» YOUR TASK
What lines below mention the word "collaborator"? Copy each one.

(EXERCISE DATA Opens)

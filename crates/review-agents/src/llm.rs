//! LLM collaborator for reviewers.
//!
//! Reviewers talk to a model through [`ChatClient`], so tests can swap in a
//! mock and the orchestrator never sees network errors. The production
//! client speaks the OpenAI-compatible `/chat/completions` protocol.

use std::time::Duration;

use async_trait::async_trait;
use serde::{Deserialize, Serialize};
use thiserror::Error;
use tracing::debug;

use crate::config::LlmEndpoint;

/// Errors from the chat collaborator.
#[derive(Debug, Error)]
pub enum LlmError {
    #[error("API request failed: {0}")]
    RequestFailed(String),

    #[error("API key not configured for {0}")]
    MissingApiKey(String),

    #[error("Response parse error: {0}")]
    ParseError(String),

    #[error("Model returned an empty response")]
    EmptyResponse,
}

/// Speaker of a chat message.
#[derive(Debug, Clone, Copy, PartialEq, Eq, Serialize, Deserialize)]
#[serde(rename_all = "lowercase")]
pub enum ChatRole {
    System,
    User,
    Assistant,
}

/// One message of a chat completion request.
#[derive(Debug, Clone, PartialEq, Eq, Serialize, Deserialize)]
pub struct ChatMessage {
    pub role: ChatRole,
    pub content: String,
}

impl ChatMessage {
    pub fn system(content: impl Into<String>) -> Self {
        Self {
            role: ChatRole::System,
            content: content.into(),
        }
    }

    pub fn user(content: impl Into<String>) -> Self {
        Self {
            role: ChatRole::User,
            content: content.into(),
        }
    }
}

/// A chat model a reviewer can consult.
#[async_trait]
pub trait ChatClient: Send + Sync {
    /// Send `messages` and return the reply text.
    async fn chat(&self, messages: &[ChatMessage]) -> Result<String, LlmError>;
}

/// Client for any OpenAI-compatible `/chat/completions` endpoint.
pub struct OpenAiChatClient {
    client: reqwest::Client,
    base_url: String,
    api_key: Option<String>,
    model: String,
    temperature: f32,
    max_tokens: u32,
}

impl OpenAiChatClient {
    pub fn new(endpoint: &LlmEndpoint) -> Result<Self, LlmError> {
        let client = reqwest::Client::builder()
            .timeout(Duration::from_secs(endpoint.timeout_secs))
            .build()
            .map_err(|e| LlmError::RequestFailed(e.to_string()))?;

        Ok(Self {
            client,
            base_url: endpoint.url.trim_end_matches('/').to_string(),
            api_key: endpoint.api_key.clone(),
            model: endpoint.model.clone(),
            temperature: endpoint.temperature,
            max_tokens: endpoint.max_tokens,
        })
    }

    pub fn model(&self) -> &str {
        &self.model
    }
}

#[async_trait]
impl ChatClient for OpenAiChatClient {
    async fn chat(&self, messages: &[ChatMessage]) -> Result<String, LlmError> {
        let request_body = serde_json::json!({
            "model": self.model,
            "messages": messages,
            "max_tokens": self.max_tokens,
            "temperature": self.temperature,
        });

        let mut request = self
            .client
            .post(format!("{}/chat/completions", self.base_url))
            .header("Content-Type", "application/json")
            .json(&request_body);
        if let Some(key) = &self.api_key {
            request = request.header("Authorization", format!("Bearer {}", key));
        }

        let response = request
            .send()
            .await
            .map_err(|e| LlmError::RequestFailed(e.to_string()))?;

        let status = response.status();
        if status == reqwest::StatusCode::UNAUTHORIZED && self.api_key.is_none() {
            return Err(LlmError::MissingApiKey(self.model.clone()));
        }
        if !status.is_success() {
            let body = response.text().await.unwrap_or_default();
            return Err(LlmError::RequestFailed(format!(
                "chat API error ({}): {}",
                status, body
            )));
        }

        let resp_json: serde_json::Value = response
            .json()
            .await
            .map_err(|e| LlmError::ParseError(e.to_string()))?;

        let content = resp_json["choices"][0]["message"]["content"]
            .as_str()
            .unwrap_or("")
            .trim()
            .to_string();
        debug!(model = %self.model, chars = content.len(), "Chat completion received");

        if content.is_empty() {
            return Err(LlmError::EmptyResponse);
        }
        Ok(content)
    }
}

#[cfg(test)]
mod tests {
    use super::*;

    #[test]
    fn test_message_wire_form() {
        let json = serde_json::to_value(ChatMessage::system("be strict")).unwrap();
        assert_eq!(json["role"], "system");
        assert_eq!(json["content"], "be strict");
        let json = serde_json::to_value(ChatMessage::user("review this")).unwrap();
        assert_eq!(json["role"], "user");
    }

    #[test]
    fn test_client_trims_base_url() {
        let endpoint = LlmEndpoint {
            url: "http://localhost:8080/v1/".to_string(),
            ..LlmEndpoint::default()
        };
        let client = OpenAiChatClient::new(&endpoint).unwrap();
        assert_eq!(client.base_url, "http://localhost:8080/v1");
        assert_eq!(client.model(), endpoint.model);
    }

    #[tokio::test]
    async fn test_unreachable_endpoint_is_request_failure() {
        let endpoint = LlmEndpoint {
            url: "http://127.0.0.1:9".to_string(),
            timeout_secs: 2,
            ..LlmEndpoint::default()
        };
        let client = OpenAiChatClient::new(&endpoint).unwrap();
        let err = client
            .chat(&[ChatMessage::user("hello")])
            .await
            .unwrap_err();
        assert!(matches!(err, LlmError::RequestFailed(_)));
    }
}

(EXERCISE DATA Closes)

» TASK ANSWER
//! LLM collaborator for reviewers.
/// Errors from the chat collaborator.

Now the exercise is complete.